The Working Student Diaries: Bradley Champagne Joins Team Windurra

Ever wondered what it’s like to be a working student for a top level eventing barn? The grueling hours, the non-stop learning curve, and the opportunity of a lifetime to learn from the best. We are delighted to introduce our newest series, The Working Student Diaries, in which we reveal the truth behind the experience from a first hand source. If you weren’t ever able to be a working student, or if you’re thinking about becoming one in the future, now is your chance to get the low-down, and we hope you enjoy it!

Bradley enjoying some winter hacks before the spring season with Boyd's Advanced horse trot set. Brad is on Neville on the far left. Photo courtesy of Boyd Martin.

Bradley enjoying some winter hacks before the spring season with Boyd’s Advanced horse trot set. Brad is on Neville on the far left. Photo courtesy of Boyd Martin.

Bradley Champagne is a 20-year-old aspiring professional eventer who hails from Guelph, Ontario and currently competes his horse C Taz Go at the Preliminary level. He took a chance on applying for a working student position at Windurra with Boyd Martin and was pleasantly surprised to receive an offer last summer. In late September, Bradley began his work for Boyd and has enjoyed it thus far. I asked him to give us a little intro into his riding career and life, so that we can get to know both him and Taz as we go forward with the series.

From Bradley:

My mom had been involved with horses long before I was born so I was immediately put into the “horse world.” I remember stories of me in a baby carrier on my mom’s back while she was hacking and me falling asleep. This definitely gave me the ability to sleep anywhere! Over the next few years I took lessons at a local farm. When I was six, I got a little, black New Forest/Welsh pony named Ace. Although he was your typical little pony who I got bucked off more times than I could count, he gave me the passion for riding.

When my mom heard about a three-day eventing clinic at the Caledon Hunt Club in Caledon, Ontario, I took little Ace. I can remember the dressage not really being qualified as dressage, but when we got out on that cross-country course we both fell in love with eventing. The coach for this portion was Ann Morgan, and Ace and I quickly got the nickname “cross-country machine.”

Just over two years ago I began the search for a horse that could have the potential to at least go Training, having competed through Novice previously. After spending a summer looking for this horse my mom and I purchased a 9-year-old Thoroughbred/Westphalian gelding named Taz. For a horse who had hacked until age 5 it was sort of a shot in the dark, but after I jumped him over an oxer during the first trial I got that “knowing” feeling.
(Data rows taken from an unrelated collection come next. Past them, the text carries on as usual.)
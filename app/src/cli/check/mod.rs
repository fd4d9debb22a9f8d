pub mod args;
pub mod run;
pub mod types;

pub use args::CheckArgs;
pub use run::run;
He was purchased a few days later on August 31. In late September we did a small local Beginner Novice event and a Novice event a few weeks later. We upgraded to Training part way through the next season and finished our season with our first win. After going down to Florida with Karl Slezak Eventing that winter we gained a lot of confidence at the Training level. Once we returned back to Canada, we won a Training and upgraded to Preliminary.

In October of 2013 I was working for Karl Slezak in Canada and spent January through April in Ocala, Florida with him. In early April I started looking for the “next level” of working student positions. When I got a message about Boyd Martin having a position available I thought “can’t hurt emailing.” I have to admit I was surprised but extremely excited when I got offered a position. I felt like I needed to compete in a few more Preliminary events in Canada before I made the move to Pennsylvania.

Bradley & Taz competing in Canada. Photo courtesy of Suzanna O'Connor.

Bradley & Taz competing in Canada. Photo courtesy of Suzanna O’Connor.

In late September of last year, I began at Windurra. I’m hoping to stay with Boyd for as long as I can because Taz and I have already improved more than I could have imagined. Besides improving as a rider, I have started to also gain knowledge about going from a rider to an athlete such as building your name, getting sponsors, managing your horse and managing a four-star level facility.

When I got to Boyd’s, my biggest weakness in eventing was show jumping. Taz isn’t the most careful jumper but we just had to figure each other out. Once we did, we slowly started to improve. Since we arrived in Aiken we really have improved in all three phases.

Having a detailed plan for the 2015 season really helped me get more determined and focused on improving and making the little things in my riding (leg and hand position) a priority to make a more smooth overall picture. For 2015 Taz and I are hoping to complete a CIC* event once we are back in Pennsylvania then travel to Bromont for their CCI*. For the longer term goal of 2015, we are hoping for an upgrade to Intermediate as a season conclusion.

Having goals for your competition year is important, but having goals for your long-term eventing career is equally important. I am like many younger eventers who dream of riding for their country at an international level, and being at Boyd’s has allowed me to turn this dream into a goal.